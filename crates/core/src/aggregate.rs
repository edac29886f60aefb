//! Aggregate traits: the decide/evolve split every ledger mutation goes through.

use crate::error::{DomainError, DomainResult};

/// Aggregate root marker + minimal interface.
pub trait AggregateRoot {
    /// Strongly-typed aggregate identifier.
    type Id: Clone + Eq + core::hash::Hash + core::fmt::Debug;

    /// Returns the aggregate identifier.
    fn id(&self) -> &Self::Id;

    /// Number of events applied to this instance since construction.
    fn version(&self) -> u64;
}

/// Optimistic concurrency expectation for an aggregate.
///
/// Lets a caller that read state at version `n` refuse to write if someone
/// else has written in between.
#[derive(Debug, Copy, Clone, PartialEq, Eq)]
pub enum ExpectedVersion {
    /// Skip version checking.
    Any,
    /// Require the aggregate to be at an exact version.
    Exact(u64),
}

impl ExpectedVersion {
    pub fn matches(self, actual: u64) -> bool {
        match self {
            ExpectedVersion::Any => true,
            ExpectedVersion::Exact(v) => v == actual,
        }
    }

    pub fn check(self, actual: u64) -> DomainResult<()> {
        if self.matches(actual) {
            Ok(())
        } else {
            Err(DomainError::conflict(format!(
                "optimistic concurrency check failed (expected: {self:?}, actual: {actual})"
            )))
        }
    }
}

/// Aggregate execution semantics (pure, deterministic).
///
/// - **Decision logic**: `handle(&self, cmd)` validates and returns events.
/// - **State mutation**: `apply(&mut self, event)` evolves state.
///
/// A rejected command therefore never touches state: every check runs in
/// `handle`, and `apply` is infallible.
pub trait Aggregate: AggregateRoot {
    type Command: Clone + core::fmt::Debug;
    type Event: Clone + core::fmt::Debug;
    type Error: core::fmt::Debug;

    /// Evolve in-memory state from a single event.
    ///
    /// Must be deterministic and bump `version()` by one.
    fn apply(&mut self, event: &Self::Event);

    /// Decide which events to emit given the current state and a command.
    fn handle(&self, command: &Self::Command) -> Result<Vec<Self::Event>, Self::Error>;
}

#[cfg(test)]
mod tests {
    use super::*;

    #[test]
    fn exact_version_rejects_stale_writer() {
        assert!(ExpectedVersion::Exact(3).check(3).is_ok());
        let err = ExpectedVersion::Exact(2).check(3).unwrap_err();
        assert!(matches!(err, DomainError::Conflict(_)));
        assert!(ExpectedVersion::Any.check(42).is_ok());
    }
}
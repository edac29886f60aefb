//! `tally-core` — domain foundation building blocks.
//!
//! This crate contains **pure domain** primitives (no IO, no logging setup).

pub mod aggregate;
pub mod error;
pub mod id;
pub mod quantity;
pub mod value_object;

pub use aggregate::{Aggregate, AggregateRoot, ExpectedVersion};
pub use error::{DomainError, DomainResult};
pub use id::{AggregateId, EntryId};
pub use quantity::Quantity;
pub use value_object::ValueObject;
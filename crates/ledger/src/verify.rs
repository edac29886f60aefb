//! Independent audit of the balance table.
//!
//! Balances are recomputed here by walking the journal from the first entry,
//! and only then compared with the cached table. Nothing in this module reads
//! a cached balance before the comparison step, and nothing here shares code
//! with the incremental update in `balance.rs`.

use std::collections::BTreeMap;

use serde::Serialize;

use tally_core::{DomainError, DomainResult, Quantity};

use crate::balance::BalanceTable;
use crate::journal::Journal;
use crate::transfer::ContainerId;

/// One journal entry's effect on one account.
#[derive(Debug, Clone, Copy, PartialEq, Eq, Serialize)]
pub struct Delta {
    /// Journal position of the entry.
    pub sequence: u64,
    /// Positive when the account received, negative when it gave.
    pub amount: Quantity,
}

/// Recomputed history of a single account.
#[derive(Debug, Clone, PartialEq, Eq, Serialize)]
pub struct AccountAudit {
    pub account: ContainerId,
    pub gained: Quantity,
    pub lost: Quantity,
    /// Per-entry deltas in journal order.
    pub deltas: Vec<Delta>,
    /// `gained - lost`, derived from the journal.
    pub expected: Quantity,
    /// Value held in the balance table.
    pub actual: Quantity,
}

impl AccountAudit {
    fn new(account: ContainerId) -> Self {
        Self {
            account,
            gained: Quantity::ZERO,
            lost: Quantity::ZERO,
            deltas: Vec::new(),
            expected: Quantity::ZERO,
            actual: Quantity::ZERO,
        }
    }

    pub fn is_consistent(&self) -> bool {
        self.expected == self.actual
    }
}

/// Result of replaying the journal against the balance table.
#[derive(Debug, Clone, PartialEq, Eq, Serialize)]
pub struct VerificationReport {
    /// One audit per journal account, ordered by name.
    pub audits: Vec<AccountAudit>,
    /// Cached balances for containers the journal never mentions.
    pub orphans: Vec<(ContainerId, Quantity)>,
    pub entries: u64,
    /// Sum of all recomputed balances.
    pub journal_total: Quantity,
    /// Sum of all cached balances.
    pub cached_total: Quantity,
    /// False when a recomputed sum left the representable range and was
    /// clamped; none of the figures above can then be trusted.
    pub in_range: bool,
}

impl VerificationReport {
    /// True when every cached balance matches the journal and both totals are zero.
    pub fn is_consistent(&self) -> bool {
        self.in_range
            && self.audits.iter().all(AccountAudit::is_consistent)
            && self.orphans.iter().all(|(_, balance)| balance.is_zero())
            && self.journal_total.is_zero()
            && self.cached_total.is_zero()
    }

    pub fn mismatches(&self) -> impl Iterator<Item = &AccountAudit> {
        self.audits.iter().filter(|a| !a.is_consistent())
    }

    pub fn audit_for(&self, account: &str) -> Option<&AccountAudit> {
        self.audits.iter().find(|a| a.account.as_str() == account)
    }

    /// Turn an inconsistent report into an invariant violation.
    pub fn into_result(self) -> DomainResult<Self> {
        if self.is_consistent() {
            return Ok(self);
        }
        let mut problems: Vec<String> = self
            .mismatches()
            .map(|a| format!("{} cached {} but journal gives {}", a.account, a.actual, a.expected))
            .collect();
        problems.extend(
            self.orphans
                .iter()
                .filter(|(_, balance)| !balance.is_zero())
                .map(|(account, balance)| format!("{account} cached {balance} but never journaled")),
        );
        if !self.cached_total.is_zero() {
            problems.push(format!("cached balances sum to {}", self.cached_total));
        }
        if !self.in_range {
            problems.push("sums exceed the representable quantity range".to_string());
        }
        Err(DomainError::invariant(problems.join("; ")))
    }
}

/// Running sum that clamps instead of panicking and remembers that it did.
#[derive(Debug, Clone, Copy)]
struct Accumulator {
    in_range: bool,
}

impl Accumulator {
    fn add(&mut self, acc: &mut Quantity, value: Quantity) {
        match acc.checked_add(value) {
            Some(sum) => *acc = sum,
            None => {
                self.in_range = false;
                *acc = acc.saturating_add(value);
            }
        }
    }

    fn sub(&mut self, lhs: Quantity, rhs: Quantity) -> Quantity {
        lhs.checked_sub(rhs).unwrap_or_else(|| {
            self.in_range = false;
            lhs.saturating_sub(rhs)
        })
    }
}

/// Replay `journal` and cross-check every account against `balances`.
pub fn verify(journal: &Journal, balances: &BalanceTable) -> VerificationReport {
    let mut audits: BTreeMap<ContainerId, AccountAudit> = BTreeMap::new();
    let mut sums = Accumulator { in_range: true };

    for entry in journal {
        let sequence = entry.sequence_number();
        let transfer = &entry.payload().transfer;
        let amount = transfer.amount();

        let to = audits
            .entry(transfer.to().clone())
            .or_insert_with(|| AccountAudit::new(transfer.to().clone()));
        sums.add(&mut to.gained, amount);
        to.deltas.push(Delta { sequence, amount });

        let from = audits
            .entry(transfer.from().clone())
            .or_insert_with(|| AccountAudit::new(transfer.from().clone()));
        sums.add(&mut from.lost, amount);
        from.deltas.push(Delta {
            sequence,
            amount: -amount,
        });
    }

    let mut journal_total = Quantity::ZERO;
    for audit in audits.values_mut() {
        audit.expected = sums.sub(audit.gained, audit.lost);
        audit.actual = balances.get(&audit.account);
        sums.add(&mut journal_total, audit.expected);
    }

    let mut orphans: Vec<(ContainerId, Quantity)> = balances
        .iter()
        .filter(|(account, _)| !audits.contains_key(*account))
        .map(|(account, balance)| (account.clone(), balance))
        .collect();
    orphans.sort();

    let report = VerificationReport {
        audits: audits.into_values().collect(),
        orphans,
        entries: journal.len() as u64,
        journal_total,
        cached_total: balances.checked_total().unwrap_or_else(|| {
            sums.in_range = false;
            balances.total()
        }),
        in_range: sums.in_range,
    };

    if !report.is_consistent() {
        tracing::error!(
            mismatches = report.mismatches().count(),
            orphans = report.orphans.len(),
            cached_total = %report.cached_total,
            "balance table diverged from journal"
        );
    }

    report
}
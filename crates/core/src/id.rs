//! Strongly-typed identifiers used across the domain.

use serde::{Deserialize, Serialize};
use uuid::Uuid;

/// Identifier of an aggregate root (one ledger instance).
#[derive(Debug, Copy, Clone, PartialEq, Eq, Hash, Serialize, Deserialize)]
#[serde(transparent)]
pub struct AggregateId(Uuid);

/// Identifier of a single journal entry.
#[derive(Debug, Copy, Clone, PartialEq, Eq, Hash, PartialOrd, Ord, Serialize, Deserialize)]
#[serde(transparent)]
pub struct EntryId(Uuid);

macro_rules! impl_uuid_newtype {
    ($t:ty) => {
        impl $t {
            /// Create a new identifier.
            ///
            /// Uses UUIDv7 (time-ordered). Prefer passing IDs explicitly in tests
            /// for determinism.
            pub fn new() -> Self {
                Self(Uuid::now_v7())
            }

            pub fn from_uuid(uuid: Uuid) -> Self {
                Self(uuid)
            }

            pub fn as_uuid(&self) -> &Uuid {
                &self.0
            }
        }

        impl Default for $t {
            fn default() -> Self {
                Self::new()
            }
        }

        impl core::fmt::Display for $t {
            fn fmt(&self, f: &mut core::fmt::Formatter<'_>) -> core::fmt::Result {
                core::fmt::Display::fmt(&self.0, f)
            }
        }

        impl From<Uuid> for $t {
            fn from(value: Uuid) -> Self {
                Self(value)
            }
        }

        impl From<$t> for Uuid {
            fn from(value: $t) -> Self {
                value.0
            }
        }
    };
}

impl_uuid_newtype!(AggregateId);
impl_uuid_newtype!(EntryId);

#[cfg(test)]
mod tests {
    use super::*;

    #[test]
    fn new_ids_are_distinct() {
        assert_ne!(EntryId::new(), EntryId::new());
    }

    #[test]
    fn display_matches_the_wrapped_uuid() {
        let uuid = Uuid::now_v7();
        let id = AggregateId::from_uuid(uuid);
        assert_eq!(id.to_string(), uuid.to_string());
        assert_eq!(Uuid::from(id), uuid);
    }
}
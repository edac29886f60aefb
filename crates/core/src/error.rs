//! Domain error model.

use thiserror::Error;

/// Result type used across the domain layer.
pub type DomainResult<T> = Result<T, DomainError>;

/// Domain-level error.
///
/// Keep this focused on deterministic, ledger-level failures (input parsing,
/// transfer rules, range limits, invariants). Process concerns such as I/O belong to the
/// binary that embeds the ledger.
#[derive(Debug, Error, Clone, PartialEq, Eq)]
pub enum DomainError {
    /// An amount could not be interpreted as a numeric quantity.
    #[error("invalid amount: {0}")]
    InvalidAmount(String),

    /// A transfer was rejected by a transfer rule.
    #[error("validation failed: {0}")]
    Validation(String),

    /// A ledger invariant was violated (e.g. cached balances diverged from the journal).
    #[error("invariant violated: {0}")]
    InvariantViolation(String),

    /// A result would leave the representable quantity range.
    #[error("quantity overflow: {0}")]
    Overflow(String),

    /// A conflict occurred (e.g. stale version / optimistic concurrency).
    #[error("conflict: {0}")]
    Conflict(String),
}

impl DomainError {
    pub fn invalid_amount(msg: impl Into<String>) -> Self {
        Self::InvalidAmount(msg.into())
    }

    pub fn validation(msg: impl Into<String>) -> Self {
        Self::Validation(msg.into())
    }

    pub fn invariant(msg: impl Into<String>) -> Self {
        Self::InvariantViolation(msg.into())
    }

    pub fn overflow(msg: impl Into<String>) -> Self {
        Self::Overflow(msg.into())
    }

    pub fn conflict(msg: impl Into<String>) -> Self {
        Self::Conflict(msg.into())
    }
}

#[cfg(test)]
mod tests {
    use super::*;

    #[test]
    fn messages_carry_their_kind() {
        assert_eq!(
            DomainError::invalid_amount("\"ten\"").to_string(),
            "invalid amount: \"ten\""
        );
        assert_eq!(
            DomainError::invariant("sum is 3").to_string(),
            "invariant violated: sum is 3"
        );
    }
}
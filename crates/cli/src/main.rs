use std::io::{self, Read};
use std::path::{Path, PathBuf};
use std::process::ExitCode;

use anyhow::{Context, Result};
use clap::{Parser, Subcommand};

use tally_cli::config::Config;
use tally_cli::{Output, run_demo, run_script};
use tally_ledger::{RulePolicy, TransferRules};
use tally_observability::LogFormat;

#[derive(Parser)]
#[command(name = "tally")]
#[command(about = "Record quantity transfers between containers and verify conservation")]
struct Cli {
    /// Transfer rules (overrides TALLY_POLICY)
    #[arg(long, global = true)]
    policy: Option<RulePolicy>,
    /// Unit printed after quantities (overrides TALLY_UNIT)
    #[arg(long, global = true)]
    unit: Option<String>,
    /// Log output format (overrides TALLY_LOG_FORMAT)
    #[arg(long, global = true)]
    log_format: Option<LogFormat>,
    /// Print the verification report as JSON
    #[arg(long, global = true)]
    json: bool,
    #[command(subcommand)]
    command: Commands,
}

#[derive(Subcommand)]
enum Commands {
    /// Run the built-in water tank walkthrough
    Demo,
    /// Record transfers from a script (`description | from | to | amount` per line)
    Run {
        /// Script file, or `-` for stdin
        script: PathBuf,
    },
}

fn main() -> ExitCode {
    let cli = Cli::parse();

    let mut config = Config::from_env();
    if let Some(policy) = cli.policy {
        config.policy = policy;
    }
    if let Some(unit) = cli.unit.clone() {
        config.unit = Some(unit);
    }
    if let Some(format) = cli.log_format {
        config.log_format = format;
    }

    tally_observability::init(config.log_format);
    for issue in &config.issues {
        tracing::warn!("ignoring invalid configuration: {issue}");
    }

    match run(&cli, &config) {
        Ok(()) => ExitCode::SUCCESS,
        Err(e) => {
            tracing::error!(error = %format!("{e:#}"), "tally failed");
            eprintln!("error: {e:#}");
            ExitCode::FAILURE
        }
    }
}

fn run(cli: &Cli, config: &Config) -> Result<()> {
    let output = Output::from_config(config, cli.json);
    let rules = TransferRules::from_policy(config.policy);
    tracing::info!(policy = %config.policy, "starting");

    let mut stdout = io::stdout().lock();
    match &cli.command {
        Commands::Demo => run_demo(&mut stdout, rules, &output),
        Commands::Run { script } => {
            let source = read_script(script)?;
            run_script(&mut stdout, &source, rules, &output)
        }
    }
}

fn read_script(path: &Path) -> Result<String> {
    if path.as_os_str() == "-" {
        let mut source = String::new();
        io::stdin()
            .read_to_string(&mut source)
            .context("failed to read script from stdin")?;
        return Ok(source);
    }
    std::fs::read_to_string(path).with_context(|| format!("failed to read {}", path.display()))
}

§ §

Every line of the listing that includes "issue" must be shown.

Solution to this problem
    for issue in &config.issues {
        tracing::warn!("ignoring invalid configuration: {issue}");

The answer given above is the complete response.